Nuevamente descargué Tinder. Al otro día se reanudaría el segundo semestre en la universidad y bueno, no tenía nada que perder. Probablemente me encontraría con el mismo catálogo de hombres homosexuales de la quinta región costa, posicionados esquemáticamente según su físico, nivel socioeconómico o si aparentan ser heterosexuales en sus quehaceres de la cotidianeidad.
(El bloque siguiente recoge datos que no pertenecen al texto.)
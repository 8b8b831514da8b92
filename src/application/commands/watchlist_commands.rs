// src/application/commands/watchlist_commands.rs
//
// Watchlist Command Handlers

use crate::application::{dto::*, state::AppState};

/// Movie ids in insertion order
pub fn get_watchlist_ids(state: &AppState) -> Vec<i64> {
    state.watchlist.list()
}

/// One page of watchlisted movies, joined from the catalog and sorted
pub async fn get_watchlist_page(state: &AppState, page: usize) -> WatchlistPageDto {
    WatchlistPageDto::from(state.watchlist_view.page(page).await)
}

pub fn is_in_watchlist(state: &AppState, movie_id: i64) -> bool {
    state.watchlist.contains(movie_id)
}

/// Returns false when the movie was already listed
pub fn add_to_watchlist(state: &AppState, movie_id: i64) -> bool {
    state.watchlist.add(movie_id)
}

/// Returns false when the movie was not listed
pub fn remove_from_watchlist(state: &AppState, movie_id: i64) -> bool {
    state.watchlist.remove(movie_id)
}

/// Returns the new membership
pub fn toggle_watchlist(state: &AppState, movie_id: i64) -> bool {
    state.watchlist.toggle(movie_id)
}

pub fn clear_watchlist(state: &AppState) {
    state.watchlist.clear();
}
Entre todos los match que hice esa tarde, había uno bastante inusual. Se trataba de Cristóbal, jamás lo había visto en la aplicación. De acuerdo con su descripción y fotografías en el perfil, parecía un joven muy seguro de sí mismo: tez trigueña, delgado, vestimenta muy similar a la mía –– muy Foster, Billabong, H&M –– y, principalmente, lo que más llamó mi atención fue que “no se le nota”. Esto último no está escrito al azar y puede parecer una ridiculez para cualquier persona que lea esto, aludiendo a la masculinidad como el concepto válvula que es hoy por hoy. Y es que cuando eres hombre, gay, nacido y criado en una ciudad tan pequeña y aspiracional como Viña del Mar, además de oscilar sobre un cimiento fangoso de ideas autodestructivas fomentadas por las inseguridades de tus padres y su eterno discurso de “no puedes decepcionarnos”, las posibilidades de coincidir con alguien que viva en la misma zona que tú, sientan atracción físicamente y “no se le note más que a ti”, se reduce a la absurda e incesante búsqueda del gemelo perdido.

–– Hola –– Cristóbal inició la conversación.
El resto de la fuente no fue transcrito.